╭──

//! アップロード → 送信 → 結果表示 のワークフロー制御
//!
//! 1インスタンスが1フロー（骨折検出 or レポート解析）を担当する。
//! メソッドはすべて `&self` で、送信待ちの間にも `reset` を呼べる。
//! 内部状態の Mutex は `.await` をまたいで保持しない。
//!
//! リセット時は世代カウンタを進め、古い世代の送信結果は破棄する。

mod presenter;
mod preview;

pub use presenter::ProgressPresenter;
pub use preview::PreviewHandle;

use std::path::Path;
use std::sync::{Arc, Mutex, MutexGuard};
use std::time::Duration;
use tokio::sync::watch;
use tokio::time::Instant;
use tracing::{debug, info, warn};
use xray_ai_common::{
    stages_for, transition, AnalysisError, AnalysisOutcome, FileCandidate, Flow,
    ProgressSnapshot, RevealPolicy, UploadSurface, UploadedFile, WorkflowAction, WorkflowState,
};

use crate::api::AnalysisApi;
use crate::config::Config;
use crate::error::{Result, XrayAiError};

/// 進捗表示と結果表示タイミングの設定
#[derive(Debug, Clone, Copy, PartialEq)]
pub struct WorkflowOptions {
    pub stage_interval: Duration,
    pub reveal: RevealPolicy,
}

impl WorkflowOptions {
    pub fn from_config(config: &Config) -> Self {
        Self {
            stage_interval: config.stage_interval(),
            reveal: config.reveal_policy(),
        }
    }
}

impl Default for WorkflowOptions {
    fn default() -> Self {
        Self::from_config(&Config::default())
    }
}

/// `submit` の結末
#[derive(Debug, Clone, PartialEq)]
pub enum Submission {
    Completed,
    Failed(AnalysisError),
    /// 待機中にリセットされ、レスポンスを破棄した
    Discarded,
}

/// 表示用の読み取り専用コピー
#[derive(Debug, Clone, PartialEq)]
pub struct WorkflowSnapshot {
    pub state: WorkflowState,
    pub file_name: Option<String>,
    pub preview: Option<PreviewHandle>,
    pub result: Option<AnalysisOutcome>,
    pub error: Option<AnalysisError>,
}

struct Inner {
    state: WorkflowState,
    surface: UploadSurface,
    file: Option<Arc<UploadedFile>>,
    preview: Option<PreviewHandle>,
    result: Option<AnalysisOutcome>,
    error: Option<AnalysisError>,
    generation: u64,
    presenter: Option<ProgressPresenter>,
}

impl Inner {
    fn apply(&mut self, action: WorkflowAction) -> Result<()> {
        let next = transition(self.state, action)?;
        debug!(from = %self.state, to = %next, %action, "transition");
        self.state = next;
        Ok(())
    }

    fn stop_presenter(&mut self) {
        if let Some(presenter) = self.presenter.take() {
            presenter.stop();
        }
    }
}

pub struct Workflow<A> {
    flow: Flow,
    api: A,
    options: WorkflowOptions,
    inner: Mutex<Inner>,
    progress: Arc<watch::Sender<ProgressSnapshot>>,
    /// リセットで進む世代番号の通知
    cancel: watch::Sender<u64>,
}

impl<A: AnalysisApi> Workflow<A> {
    pub fn new(flow: Flow, api: A, options: WorkflowOptions) -> Self {
        let (progress, _) = watch::channel(ProgressSnapshot::idle());
        let (cancel, _) = watch::channel(0);

        Self {
            flow,
            api,
            options,
            inner: Mutex::new(Inner {
                state: WorkflowState::Idle,
                surface: UploadSurface::new(flow),
                file: None,
                preview: None,
                result: None,
                error: None,
                generation: 0,
                presenter: None,
            }),
            progress: Arc::new(progress),
            cancel,
        }
    }

    pub fn flow(&self) -> Flow {
        self.flow
    }

    pub fn api(&self) -> &A {
        &self.api
    }

    pub fn state(&self) -> WorkflowState {
        self.lock().state
    }

    pub fn snapshot(&self) -> WorkflowSnapshot {
        let inner = self.lock();
        WorkflowSnapshot {
            state: inner.state,
            file_name: inner.file.as_ref().map(|f| f.name.clone()),
            preview: inner.preview.clone(),
            result: inner.result.clone(),
            error: inner.error.clone(),
        }
    }

    /// 進捗スナップショットの購読
    pub fn subscribe_progress(&self) -> watch::Receiver<ProgressSnapshot> {
        self.progress.subscribe()
    }

    // =============================================
    // アップロード面
    // =============================================

    pub fn drag_enter(&self) {
        self.lock().surface.drag_enter();
    }

    pub fn drag_over(&self) {
        self.lock().surface.drag_over();
    }

    pub fn drag_leave(&self) {
        self.lock().surface.drag_leave();
    }

    pub fn is_dragging(&self) -> bool {
        self.lock().surface.is_dragging()
    }

    /// ドロップされたファイル（先頭のみ）を選択。空のドロップは何もしない
    pub async fn drop_files(&self, files: Vec<FileCandidate>) -> Result<()> {
        let validated = self.lock().surface.drop_files(files);
        match validated {
            Some(file) => self.accept(file?).await,
            None => Ok(()),
        }
    }

    /// ファイル選択ダイアログ相当
    pub async fn select(&self, candidate: FileCandidate) -> Result<()> {
        let file = self.lock().surface.pick(candidate)?;
        self.accept(file).await
    }

    /// パスから読み込んで選択（宣言タイプは拡張子から決まる）
    pub async fn select_path(&self, path: &Path) -> Result<()> {
        if !path.is_file() {
            return Err(XrayAiError::FileNotFound(path.display().to_string()));
        }
        let bytes = tokio::fs::read(path).await?;
        let name = path
            .file_name()
            .map(|n| n.to_string_lossy().to_string())
            .unwrap_or_else(|| path.display().to_string());

        self.select(FileCandidate::new(name, None, bytes)).await
    }

    /// 検証済みファイルを受け入れ、プレビューを非同期に生成する
    async fn accept(&self, file: UploadedFile) -> Result<()> {
        let file = Arc::new(file);
        {
            let mut inner = self.lock();
            inner.apply(WorkflowAction::Select)?;
            self.advance_generation(&mut inner);
            inner.file = Some(file.clone());
            inner.preview = None;
            inner.result = None;
            inner.error = None;
        }
        info!(flow = %self.flow, file = %file.name, size = file.size(), "file selected");

        let source = file.clone();
        let preview = tokio::task::spawn_blocking(move || PreviewHandle::derive(&source))
            .await
            .map_err(|e| XrayAiError::Preview(e.to_string()))?;

        // 生成中に失敗・リセット・差し替えがあればファイルは別物（または None）
        let mut inner = self.lock();
        let still_current = inner
            .file
            .as_ref()
            .is_some_and(|current| Arc::ptr_eq(current, &file));
        if still_current {
            inner.preview = Some(preview);
        } else {
            debug!("preview discarded: file changed");
        }
        Ok(())
    }

    // =============================================
    // 送信
    // =============================================

    /// 選択中のファイルを送信する
    ///
    /// `FileSelected` 以外（送信中を含む）では `InvalidTransition`。
    /// 解析の失敗は `Ok(Submission::Failed)` として返り、状態は `Failed` になる。
    pub async fn submit(&self) -> Result<Submission> {
        let (file, generation) = {
            let mut inner = self.lock();
            let file = match &inner.file {
                Some(file) if inner.state.can_submit() => file.clone(),
                _ => {
                    return Err(xray_ai_common::Error::InvalidTransition {
                        state: inner.state,
                        action: WorkflowAction::Submit,
                    }
                    .into())
                }
            };
            inner.apply(WorkflowAction::Submit)?;
            inner.result = None;
            inner.error = None;
            inner.presenter = Some(ProgressPresenter::start(
                self.progress.clone(),
                stages_for(self.flow),
                self.options.stage_interval,
            ));
            (file, inner.generation)
        };

        let started = Instant::now();
        let mut cancel = self.cancel.subscribe();

        let response = tokio::select! {
            response = self.api.submit(self.flow, &file) => response,
            _ = reset_signal(&mut cancel, generation) => {
                info!(generation, "submission abandoned by reset");
                return Ok(Submission::Discarded);
            }
        };

        if response.is_ok() {
            let remaining = self.options.reveal.remaining(started.elapsed());
            if !remaining.is_zero() {
                debug!(?remaining, "holding result until minimum display time");
                tokio::select! {
                    _ = tokio::time::sleep(remaining) => {}
                    _ = reset_signal(&mut cancel, generation) => {
                        info!(generation, "result discarded by reset");
                        return Ok(Submission::Discarded);
                    }
                }
            }
        }

        let mut inner = self.lock();
        if inner.generation != generation || inner.state != WorkflowState::Submitting {
            info!(generation, "late response discarded");
            return Ok(Submission::Discarded);
        }
        inner.stop_presenter();

        match response {
            Ok(outcome) => {
                inner.apply(WorkflowAction::Complete)?;
                inner.result = Some(outcome);
                info!(flow = %self.flow, elapsed = ?started.elapsed(), "analysis completed");
                Ok(Submission::Completed)
            }
            Err(err) => {
                inner.apply(WorkflowAction::Fail)?;
                inner.result = None;
                inner.file = None;
                inner.preview = None;
                inner.error = Some(err.clone());
                self.progress.send_replace(ProgressSnapshot {
                    percent: 0,
                    message: "Error occurred. Please try again.".to_string(),
                });
                warn!(flow = %self.flow, error = %err, "analysis failed");
                Ok(Submission::Failed(err))
            }
        }
    }

    // =============================================
    // リセット
    // =============================================

    /// どの状態からでも Idle に戻す
    ///
    /// 進捗タイマーを止め、送信待ちがあれば破棄させる。
    pub fn reset(&self) {
        let mut inner = self.lock();
        if let Err(e) = inner.apply(WorkflowAction::Reset) {
            warn!(error = %e, "reset transition rejected");
            inner.state = WorkflowState::Idle;
        }
        self.advance_generation(&mut inner);
        inner.stop_presenter();
        inner.file = None;
        inner.preview = None;
        inner.result = None;
        inner.error = None;
        inner.surface.drag_leave();
        self.progress.send_replace(ProgressSnapshot::idle());
        debug!(generation = inner.generation, "workflow reset");
    }

    /// 世代を進め、送信待ちの `submit` に通知する
    fn advance_generation(&self, inner: &mut Inner) {
        inner.generation += 1;
        self.cancel.send_replace(inner.generation);
    }

    fn lock(&self) -> MutexGuard<'_, Inner> {
        self.inner.lock().unwrap_or_else(|e| e.into_inner())
    }
}

/// 世代番号が `generation` から変わるまで待つ
async fn reset_signal(rx: &mut watch::Receiver<u64>, generation: u64) {
    loop {
        if *rx.borrow_and_update() != generation {
            return;
        }
        if rx.changed().await.is_err() {
            std::future::pending::<()>().await;
        }
    }
}

#[cfg(test)]
mod tests {
    use super::*;
    use xray_ai_common::DetectionResult;

    struct InstantApi;

    impl AnalysisApi for InstantApi {
        async fn submit(
            &self,
            _flow: Flow,
            _file: &UploadedFile,
        ) -> std::result::Result<AnalysisOutcome, AnalysisError> {
            Ok(AnalysisOutcome::Detection(DetectionResult::default()))
        }

        fn base_url(&self) -> &str {
            "http://localhost:8000"
        }
    }

    fn jpeg() -> FileCandidate {
        FileCandidate::new("hand.jpg", Some("image/jpeg"), vec![0xFF, 0xD8, 0xFF])
    }

    #[tokio::test]
    async fn test_select_sets_file_and_preview() {
        let wf = Workflow::new(Flow::Detection, InstantApi, WorkflowOptions::default());
        wf.select(jpeg()).await.unwrap();

        let snapshot = wf.snapshot();
        assert_eq!(snapshot.state, WorkflowState::FileSelected);
        assert_eq!(snapshot.file_name.as_deref(), Some("hand.jpg"));
        assert!(snapshot.preview.unwrap().data_url.starts_with("data:image/jpeg;base64,"));
    }

    #[tokio::test]
    async fn test_submit_without_file_is_rejected() {
        let wf = Workflow::new(Flow::Detection, InstantApi, WorkflowOptions::default());
        let err = wf.submit().await.unwrap_err();
        assert!(matches!(
            err,
            XrayAiError::Common(xray_ai_common::Error::InvalidTransition { .. })
        ));
        assert_eq!(wf.state(), WorkflowState::Idle);
    }

    #[tokio::test]
    async fn test_on_data_policy_completes_immediately() {
        let options = WorkflowOptions {
            stage_interval: Duration::from_secs(2),
            reveal: RevealPolicy::OnData,
        };
        let wf = Workflow::new(Flow::Detection, InstantApi, options);
        wf.select(jpeg()).await.unwrap();
        assert_eq!(wf.submit().await.unwrap(), Submission::Completed);
        assert_eq!(wf.state(), WorkflowState::Completed);
    }

    #[tokio::test]
    async fn test_reselect_then_submit_completes() {
        let options = WorkflowOptions {
            stage_interval: Duration::from_secs(2),
            reveal: RevealPolicy::OnData,
        };
        let wf = Workflow::new(Flow::Detection, InstantApi, options);
        wf.select(jpeg()).await.unwrap();
        wf.select(FileCandidate::new("knee.png", Some("image/png"), vec![0x89])).await.unwrap();

        assert_eq!(wf.submit().await.unwrap(), Submission::Completed);
        let snapshot = wf.snapshot();
        assert_eq!(snapshot.state, WorkflowState::Completed);
        assert_eq!(snapshot.file_name.as_deref(), Some("knee.png"));
        assert!(snapshot.result.is_some());
    }

    #[tokio::test]
    async fn test_drop_files_uses_surface() {
        let wf = Workflow::new(Flow::Detection, InstantApi, WorkflowOptions::default());
        wf.drag_enter();
        assert!(wf.is_dragging());
        wf.drop_files(vec![jpeg()]).await.unwrap();
        assert!(!wf.is_dragging());
        assert_eq!(wf.state(), WorkflowState::FileSelected);

        wf.drop_files(vec![]).await.unwrap();
        assert_eq!(wf.state(), WorkflowState::FileSelected);
    }
}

╰──

◆ EXERCISE GOAL ◆
Using the listing above, state how many lines contain the string "display". Give the number by itself.

◆ SOLUTION TO THE PROBLEM ◆
3